Similarly, the second section 75 defines a second end 88 of the bearing retainer 69, and includes third and fourth cylindrical apertures or bores 90 and 92, respectively, disposed proximate the second end 88.
The second section 75 further includes third and fourth extension apertures 94 and 96, respectively, extending from the third and fourth cylindrical bores 90 and 92, respectively. The extension apertures 94 and 96 may have any suitable configuration, such as described above with respect to the extension apertures 84 and 86.
Returning to Figures 3 and 4, the body portion 70 has a lateral axis 98 that is coincident with wrist pin axis 100, and a longitudinally extending body portion axis 102.
In addition, the body portion 70 includes first and second sections 103 and 104, respectively, and each section 103 and 104 defines a generally semicircular aperture for receiving the bearing retainer 69. The sections 103 and 104 may be joined together in any suitable manner, such as with fasteners 106, so as to retain the bearing retainer 69 therebetween.
Furthermore, the body portion 70 is axially movable with respect to the bearing retainer 69 between a first position, or un-extended position shown in Figures∼3 and 5, and a second position, or extended position shown in Figures 4 and 6.
In the embodiment shown in Figures 3 through 6, for example, the body portion 70 is displaceable by a distance x. When the body portion 70 is in the un-extended position, which corresponds to a first or low compression ratio mode of the engine 12, the effective length 1_L of the body portion 70 is equal to the un-extended length l_U . When the body portion 70 is in the extended position, which corresponds to a second or high compression ratio mode of the engine 12, the effective length 1_H of the body portion 70 is equal to the extended length l_U + x. Thus, the body portion 70 is selectively displaceable with respect to the bearing retainer 69 so as to cause a change in the effective length of the body portion 70 and the compression ratio of the engine 12.
The connecting rod assembly 32 also includes first and second locking mechanisms 108 and 110, respectively, for locking the body portion 70 at the un-extended and extended positions.
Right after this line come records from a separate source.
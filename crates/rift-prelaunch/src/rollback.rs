//! Preparing the data stores for running an older release.

use snafu::{Report, ResultExt, Snafu};

use crate::{
    command::{self, CommandRunner},
    env_store::{self, EnvStore},
};

type Result<T, E = Error> = std::result::Result<T, E>;

/// Environment store key telling the HA manager how this boot came about.
pub const BOOT_FLAG_KEY: &str = "RW_HA_BOOT_FLAG";
pub const ROLLBACK: &str = "ROLLBACK";
pub const ROLLBACK_FAIL: &str = "ROLLBACK_FAIL";

/// Default command restoring the Redis backup taken before the upgrade.
pub const DEFAULT_BACKUP_COMMAND: &str =
    "python3 /usr/rift/usr/bin/rw_redis_backup.py --disable_redis_sync --rollback-apply";

#[derive(Debug, Snafu)]
pub enum Error {
    #[snafu(display("failed to apply the rollback backup"))]
    ApplyBackup { source: command::Error },

    #[snafu(display("failed to record the boot flag {value:?}"))]
    RecordBootFlag {
        source: env_store::Error,
        value: &'static str,
    },
}

/// Applies the backup through `runner` and records the outcome in the boot
/// flag. The flag is set to [`ROLLBACK_FAIL`] before any error is returned.
pub fn prepare_rollback(
    runner: &dyn CommandRunner,
    backup_command: &[String],
    store: &dyn EnvStore,
) -> Result<()> {
    tracing::info!("Preparing rollback");

    if let Err(source) = command::run_checked(runner, backup_command) {
        record_boot_flag(store, ROLLBACK_FAIL)?;
        return Err(source).context(ApplyBackupSnafu);
    }

    if let Err(error) = record_boot_flag(store, ROLLBACK) {
        if let Err(fail_error) = record_boot_flag(store, ROLLBACK_FAIL) {
            tracing::error!(
                error = %Report::from_error(fail_error),
                "failed to record the rollback failure"
            );
        }
        return Err(error);
    }
    tracing::info!("Rollback prepared");
    Ok(())
}

fn record_boot_flag(store: &dyn EnvStore, value: &'static str) -> Result<()> {
    store
        .set(BOOT_FLAG_KEY, value)
        .context(RecordBootFlagSnafu { value })
}

#[cfg(test)]
mod tests {
    use std::{io, path::PathBuf};

    use super::*;
    use crate::{
        command::{scripted::ScriptedRunner, split_command_line},
        env_store::memory::MemoryEnvStore,
    };

    /// Store refusing to persist one particular value.
    #[derive(Debug, Default)]
    struct RejectingStore {
        rejected_value: &'static str,
        inner: MemoryEnvStore,
    }

    impl EnvStore for RejectingStore {
        fn get(&self, key: &str) -> Result<Option<String>, env_store::Error> {
            self.inner.get(key)
        }

        fn set(&self, key: &str, value: &str) -> Result<(), env_store::Error> {
            if value == self.rejected_value {
                return Err(env_store::Error::WriteEntry {
                    source: io::Error::other("read-only entry"),
                    key: key.to_owned(),
                    path: PathBuf::from(key),
                });
            }
            self.inner.set(key, value)
        }

        fn remove(&self, key: &str) -> Result<bool, env_store::Error> {
            self.inner.remove(key)
        }
    }

    #[test]
    fn successful_backup_flags_rollback() {
        let runner = ScriptedRunner::exiting_with(0);
        let store = MemoryEnvStore::default();
        let backup_command = split_command_line(DEFAULT_BACKUP_COMMAND);

        prepare_rollback(&runner, &backup_command, &store).expect("rollback prepared");

        assert_eq!(store.value(BOOT_FLAG_KEY).as_deref(), Some(ROLLBACK));
        assert_eq!(*runner.calls.borrow(), vec![backup_command]);
    }

    #[test]
    fn failed_backup_flags_rollback_failure() {
        let runner = ScriptedRunner::exiting_with(2);
        let store = MemoryEnvStore::default();

        let err = prepare_rollback(&runner, &split_command_line(DEFAULT_BACKUP_COMMAND), &store)
            .expect_err("backup fails");

        assert!(matches!(
            err,
            Error::ApplyBackup {
                source: command::Error::NonZeroExit { code: 2, .. }
            }
        ));
        assert_eq!(store.value(BOOT_FLAG_KEY).as_deref(), Some(ROLLBACK_FAIL));
    }

    #[test]
    fn empty_backup_command_flags_rollback_failure() {
        let runner = ScriptedRunner::exiting_with(0);
        let store = MemoryEnvStore::default();

        prepare_rollback(&runner, &[], &store).expect_err("nothing to run");

        assert_eq!(store.value(BOOT_FLAG_KEY).as_deref(), Some(ROLLBACK_FAIL));
        assert!(runner.calls.borrow().is_empty());
    }

    #[test]
    fn unrecorded_rollback_flags_rollback_failure() {
        let runner = ScriptedRunner::exiting_with(0);
        let store = RejectingStore {
            rejected_value: ROLLBACK,
            ..Default::default()
        };

        let err = prepare_rollback(&runner, &split_command_line(DEFAULT_BACKUP_COMMAND), &store)
            .expect_err("boot flag not recorded");

        assert!(matches!(
            err,
            Error::RecordBootFlag {
                value: ROLLBACK,
                ..
            }
        ));
        assert_eq!(
            store.inner.value(BOOT_FLAG_KEY).as_deref(),
            Some(ROLLBACK_FAIL)
        );
    }
}
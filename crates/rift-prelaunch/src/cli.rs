//! Command line arguments of the prelaunch binary.
//!
//! Every option can also be passed through the environment, which is how the
//! container image configures it.

use std::path::PathBuf;

use clap::{Args, Parser};
use http::Uri;

use crate::{
    command::split_command_line, env_store::FileEnvStore, rollback::DEFAULT_BACKUP_COMMAND,
    rvr::RvrLayout,
};

/// Name of the environment store directory inside the RVR.
pub const ENV_DIR_NAME: &str = "env.d";

#[derive(Debug, PartialEq, Eq, Parser)]
#[command(
    name = "rift-prelaunch",
    version,
    about = "Prepares the RIFT.ware runtime and service discovery config before launch"
)]
pub struct PrelaunchArguments {
    /// The RIFT.ware release installed in this image, e.g. `8.4.0.0.12345`.
    #[arg(long, env = "RIFT_IMAGE_VERSION")]
    pub install_version: String,

    /// Externally visible address of the launchpad.
    ///
    /// Required unless the ingress proxy runs as a `LoadBalancer` service, in which
    /// case its load balancer IP is used when this is not set.
    #[arg(long, env = "RIFT_EXTERNAL_ADDRESS")]
    pub external_address: Option<String>,

    // IMPORTANT: All (flattened) sub structs should be placed at the end to ensure the help
    // headings are correct.
    #[command(flatten)]
    pub paths: PathOptions,

    #[command(flatten)]
    pub kubernetes: KubernetesOptions,

    #[command(flatten)]
    pub hooks: HookOptions,
}

#[derive(Debug, PartialEq, Eq, Args)]
#[command(next_help_heading = "Path Options")]
pub struct PathOptions {
    /// Directory the service discovery config files are written to.
    #[arg(long, env = "RIFT_PRELAUNCH_CONFIG_DIR", default_value = "/config")]
    pub config_dir: PathBuf,

    /// Directory holding the versioned runtime directories and the `rift` symlink.
    #[arg(long, env = "RIFT_PRELAUNCH_VAR_DIR", default_value = "/usr/rift/var")]
    pub var_dir: PathBuf,

    /// Directory of the environment store. Defaults to `env.d` inside the `rift`
    /// symlink of the var directory.
    #[arg(long, env = "RIFT_PRELAUNCH_ENV_DIR")]
    pub env_dir: Option<PathBuf>,
}

impl PathOptions {
    pub fn rvr_layout(&self) -> RvrLayout {
        RvrLayout::new(&self.var_dir)
    }

    pub fn env_store(&self) -> FileEnvStore {
        let directory = self
            .env_dir
            .clone()
            .unwrap_or_else(|| self.rvr_layout().rvr_path().join(ENV_DIR_NAME));
        FileEnvStore::new(directory)
    }
}

#[derive(Debug, PartialEq, Eq, Args)]
#[command(next_help_heading = "Kubernetes Options")]
pub struct KubernetesOptions {
    /// Base URL of the Kubernetes API server.
    #[arg(
        long,
        env = "RIFT_PRELAUNCH_API_SERVER",
        default_value = "https://kubernetes.default.svc"
    )]
    pub api_server: Uri,

    /// Verify the certificate of the API server.
    ///
    /// Off by default, the API server certificate of launchpad deployments is
    /// usually not issued for the in-cluster service name.
    #[arg(long, env = "RIFT_PRELAUNCH_VERIFY_API_SERVER_TLS")]
    pub verify_api_server_tls: bool,

    /// Directory the service account token and namespace are mounted at.
    #[arg(
        long,
        env = "RIFT_PRELAUNCH_SERVICE_ACCOUNT_DIR",
        default_value = "/var/run/secrets/kubernetes.io/serviceaccount"
    )]
    pub service_account_dir: PathBuf,
}

#[derive(Debug, PartialEq, Eq, Args)]
#[command(next_help_heading = "Hook Options")]
pub struct HookOptions {
    /// Command applying the Redis backup when rolling back to an older release.
    ///
    /// Split on whitespace, quoting is not supported.
    #[arg(long, env = "RIFT_PRELAUNCH_ROLLBACK_COMMAND", default_value = DEFAULT_BACKUP_COMMAND)]
    pub rollback_command: String,

    /// Command checking for pending imports. Failures are logged and ignored.
    #[arg(long, env = "RIFT_PRELAUNCH_IMPORT_CHECKER_COMMAND")]
    pub import_checker_command: Option<String>,

    /// Command marking the model data for upgrade. Failures abort the prelaunch.
    #[arg(long, env = "RIFT_PRELAUNCH_PRE_UPGRADE_COMMAND")]
    pub pre_upgrade_command: Option<String>,
}

impl HookOptions {
    pub fn rollback_argv(&self) -> Vec<String> {
        split_command_line(&self.rollback_command)
    }

    pub fn import_checker_argv(&self) -> Option<Vec<String>> {
        self.import_checker_command.as_deref().map(split_command_line)
    }

    pub fn pre_upgrade_argv(&self) -> Option<Vec<String>> {
        self.pre_upgrade_command.as_deref().map(split_command_line)
    }
}

#[cfg(test)]
mod tests {
    use std::path::Path;

    use super::*;

    #[test]
    fn verify_cli() {
        use clap::CommandFactory;
        PrelaunchArguments::command()
            .print_long_help()
            .expect("print help");
        PrelaunchArguments::command().debug_assert()
    }

    #[test]
    fn defaults() {
        let arguments =
            PrelaunchArguments::try_parse_from(["rift-prelaunch", "--install-version", "8.4.0.0.1"])
                .expect("valid arguments");

        assert_eq!(arguments.install_version, "8.4.0.0.1");
        assert_eq!(arguments.paths.config_dir, Path::new("/config"));
        assert_eq!(
            arguments.paths.env_store().directory(),
            Path::new("/usr/rift/var/rift/env.d")
        );
        assert_eq!(
            arguments.kubernetes.api_server,
            Uri::from_static("https://kubernetes.default.svc")
        );
        assert!(!arguments.kubernetes.verify_api_server_tls);
        assert_eq!(arguments.hooks.rollback_argv()[0], "python3");
        assert_eq!(arguments.hooks.import_checker_argv(), None);
    }

    #[test]
    fn env_dir_override() {
        let arguments = PrelaunchArguments::try_parse_from([
            "rift-prelaunch",
            "--install-version",
            "8.4.0.0.1",
            "--env-dir",
            "/tmp/env.d",
            "--pre-upgrade-command",
            "/usr/bin/pre-upgrade --mark",
        ])
        .expect("valid arguments");

        assert_eq!(arguments.paths.env_store().directory(), Path::new("/tmp/env.d"));
        assert_eq!(
            arguments.hooks.pre_upgrade_argv(),
            Some(vec!["/usr/bin/pre-upgrade".to_owned(), "--mark".to_owned()])
        );
    }
}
Each locking mechanism 108 and 110 includes one or more locking elements 112 that are each moveable laterally between an unlocked position and a locked position.
Referring to Figures 5 through 7, for example, each locking mechanism 108 and 110 includes two locking elements 112, and the locking elements 112 of a particular locking mechanism 108 or 110 are laterally moveable in opposite directions between unlocked and locked positions. When a particular locking element 112 is in the locked position, the locking element 112 extends into a gap formed between the bearing retainer 69 and the body portion 70. More specifically, when a particular locking element 112 is in the locked position, the locking element 112 overlaps and is engaged with the bearing retainer 69 and the body portion 70 (one locking element 112 of the first locking mechanism 108 is shown in the locked position in Figure 5 and the unlocked position in Figure 6, and one locking element 112 of the second locking mechanism 110 is shown in the unlocked position in Figure 5 and the locked position in Figure 6).
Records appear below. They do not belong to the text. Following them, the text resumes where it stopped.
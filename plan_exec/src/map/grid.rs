//! # Voxel grid geometry
//!
//! Index arithmetic for the map-centered voxel grid. Positions handled here
//! are *relative to the map center*; conversion from the world frame is the
//! caller's job. The flat index layout is row-major with `z` slowest:
//! `idx = z * Lx * Ly + y * Lx + x`.

// ------------------------------------------------------------------------------------------------
// IMPORTS
// ------------------------------------------------------------------------------------------------

use nalgebra::Vector3;

use crate::params::MapParams;

// ------------------------------------------------------------------------------------------------
// STRUCTS
// ------------------------------------------------------------------------------------------------

/// Geometry of the voxel grid.
#[derive(Debug, Clone, Copy)]
pub struct VoxelGrid {
    /// Number of voxels along x.
    pub length_vox: usize,

    /// Number of voxels along y.
    pub width_vox: usize,

    /// Number of voxels along z.
    pub height_vox: usize,

    /// Edge length of one voxel in meters.
    pub resolution_m: f64,

    /// Half extent of the grid along x, in meters.
    pub half_length_m: f64,

    /// Half extent of the grid along y, in meters.
    pub half_width_m: f64,

    /// Half extent of the grid along z, in meters.
    pub half_height_m: f64,
}

// ------------------------------------------------------------------------------------------------
// ENUMS
// ------------------------------------------------------------------------------------------------

#[derive(Debug, thiserror::Error)]
pub enum GridError {
    #[error("Grid dimensions must all be non-zero")]
    ZeroDimension,

    #[error("Voxel resolution must be positive, got {0}")]
    NonPositiveResolution(f64),
}

// ------------------------------------------------------------------------------------------------
// IMPLS
// ------------------------------------------------------------------------------------------------

impl VoxelGrid {
    pub fn new(params: &MapParams) -> Result<Self, GridError> {
        if params.map_length_voxels == 0
            || params.map_width_voxels == 0
            || params.map_height_voxels == 0
        {
            return Err(GridError::ZeroDimension);
        }
        if params.voxel_resolution_m <= 0.0 {
            return Err(GridError::NonPositiveResolution(params.voxel_resolution_m));
        }

        let res = params.voxel_resolution_m;

        Ok(Self {
            length_vox: params.map_length_voxels,
            width_vox: params.map_width_voxels,
            height_vox: params.map_height_voxels,
            resolution_m: res,
            half_length_m: params.map_length_voxels as f64 * res / 2.0,
            half_width_m: params.map_width_voxels as f64 * res / 2.0,
            half_height_m: params.map_height_voxels as f64 * res / 2.0,
        })
    }

    /// Total number of voxels in one time slice.
    pub fn voxel_count(&self) -> usize {
        self.length_vox * self.width_vox * self.height_vox
    }

    /// True if the map-relative position lies inside the grid.
    pub fn is_in_range(&self, rel_m: &Vector3<f64>) -> bool {
        rel_m.x > -self.half_length_m
            && rel_m.x < self.half_length_m
            && rel_m.y > -self.half_width_m
            && rel_m.y < self.half_width_m
            && rel_m.z > -self.half_height_m
            && rel_m.z < self.half_height_m
    }

    /// True if the integer voxel coordinates lie inside the grid.
    pub fn coords_in_range(&self, coords: &Vector3<i64>) -> bool {
        coords.x >= 0
            && (coords.x as usize) < self.length_vox
            && coords.y >= 0
            && (coords.y as usize) < self.width_vox
            && coords.z >= 0
            && (coords.z as usize) < self.height_vox
    }

    /// Integer voxel coordinates of a map-relative position. The result may
    /// be outside the grid; check with [`VoxelGrid::coords_in_range`].
    pub fn coords_of(&self, rel_m: &Vector3<f64>) -> Vector3<i64> {
        Vector3::new(
            ((rel_m.x + self.half_length_m) / self.resolution_m).floor() as i64,
            ((rel_m.y + self.half_width_m) / self.resolution_m).floor() as i64,
            ((rel_m.z + self.half_height_m) / self.resolution_m).floor() as i64,
        )
    }

    /// Flat index of in-range voxel coordinates.
    pub fn index_of_coords(&self, coords: &Vector3<i64>) -> usize {
        coords.z as usize * self.length_vox * self.width_vox
            + coords.y as usize * self.length_vox
            + coords.x as usize
    }

    /// Flat index of a map-relative position, or `None` if out of range.
    pub fn index_of(&self, rel_m: &Vector3<f64>) -> Option<usize> {
        let coords = self.coords_of(rel_m);
        if self.coords_in_range(&coords) {
            Some(self.index_of_coords(&coords))
        } else {
            None
        }
    }

    /// Voxel coordinates of a flat index.
    pub fn coords_of_index(&self, idx: usize) -> Vector3<i64> {
        let slab = self.length_vox * self.width_vox;
        Vector3::new(
            (idx % self.length_vox) as i64,
            ((idx / self.length_vox) % self.width_vox) as i64,
            (idx / slab) as i64,
        )
    }

    /// Map-relative position of the center of the voxel at the given index.
    pub fn voxel_center(&self, idx: usize) -> Vector3<f64> {
        let coords = self.coords_of_index(idx);
        Vector3::new(
            (coords.x as f64 + 0.5) * self.resolution_m - self.half_length_m,
            (coords.y as f64 + 0.5) * self.resolution_m - self.half_width_m,
            (coords.z as f64 + 0.5) * self.resolution_m - self.half_height_m,
        )
    }
}

// ------------------------------------------------------------------------------------------------
// TESTS
// ------------------------------------------------------------------------------------------------

#[cfg(test)]
mod test {
    use super::*;

    fn test_params() -> MapParams {
        MapParams {
            voxel_resolution_m: 0.1,
            map_length_voxels: 40,
            map_width_voxels: 40,
            map_height_voxels: 20,
            prediction_slices: 5,
            time_resolution_s: 0.2,
            risk_threshold_single_voxel: 0.2,
            clearance_m: 0.2,
            predictor: crate::params::PredictorKind::Fake,
            cluster_match_gate_m: 1.0,
        }
    }

    #[test]
    fn test_extents() {
        let grid = VoxelGrid::new(&test_params()).unwrap();

        assert_eq!(grid.voxel_count(), 40 * 40 * 20);
        assert!(grid.is_in_range(&Vector3::new(0.0, 0.0, 0.0)));
        assert!(grid.is_in_range(&Vector3::new(1.99, -1.99, 0.99)));
        assert!(!grid.is_in_range(&Vector3::new(2.01, 0.0, 0.0)));
        assert!(!grid.is_in_range(&Vector3::new(0.0, 0.0, -1.01)));
    }

    #[test]
    fn test_index_layout_z_slowest() {
        let grid = VoxelGrid::new(&test_params()).unwrap();

        // (x, y, z) = (1, 2, 3) -> 3*40*40 + 2*40 + 1
        let coords = Vector3::new(1i64, 2, 3);
        assert_eq!(grid.index_of_coords(&coords), 3 * 1600 + 2 * 40 + 1);
        assert_eq!(grid.coords_of_index(3 * 1600 + 2 * 40 + 1), coords);
    }

    #[test]
    fn test_position_index_round_trip() {
        let grid = VoxelGrid::new(&test_params()).unwrap();

        for p in [
            Vector3::new(0.0, 0.0, 0.0),
            Vector3::new(1.23, -0.77, 0.31),
            Vector3::new(-1.99, 1.99, -0.99),
        ] {
            let idx = grid.index_of(&p).unwrap();
            let center = grid.voxel_center(idx);

            // The voxel center must lie in the same voxel as the query
            assert_eq!(grid.index_of(&center).unwrap(), idx);
            assert!((center - p).abs().max() <= grid.resolution_m);
        }
    }

    #[test]
    fn test_out_of_range_index_is_none() {
        let grid = VoxelGrid::new(&test_params()).unwrap();
        assert!(grid.index_of(&Vector3::new(5.0, 0.0, 0.0)).is_none());
    }
}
Referring to Figures 7 and 8, each locking element 112 may be manufactured in any suitable manner and may comprise any suitable material, such as hardened steel.
Each locking element 112 includes a cylindrical portion 114 disposed in a respective cylindrical bore 80, 82, 90 or 92, and a locking projection 115 extending from the cylindrical portion 114.
Each cylindrical portion 114 is configured to closely mate with a respective cylindrical aperture 80, 82, 90 or 92 such that fluid leakage around the cylindrical portions 114 may be minimized. Furthermore, each cylindrical portion 114 has first and second ends 116 and 118, respectively, and a cylindrical aperture 120 extending from the second end 118 toward the first end 116. Each cylindrical portion 114 also includes first and second fluid passages 122 and 124, respectively, disposed at the first and second ends 116 and 118, respectively.
When the locking elements 112 of the first locking mechanism 108 are in the locked positions, each first fluid passage 122 of the first locking mechanism 108 is substantially aligned with a first unlocking fluid passage 125 that extends between a respective cylindrical bore 80 or 82 and the second channel 77.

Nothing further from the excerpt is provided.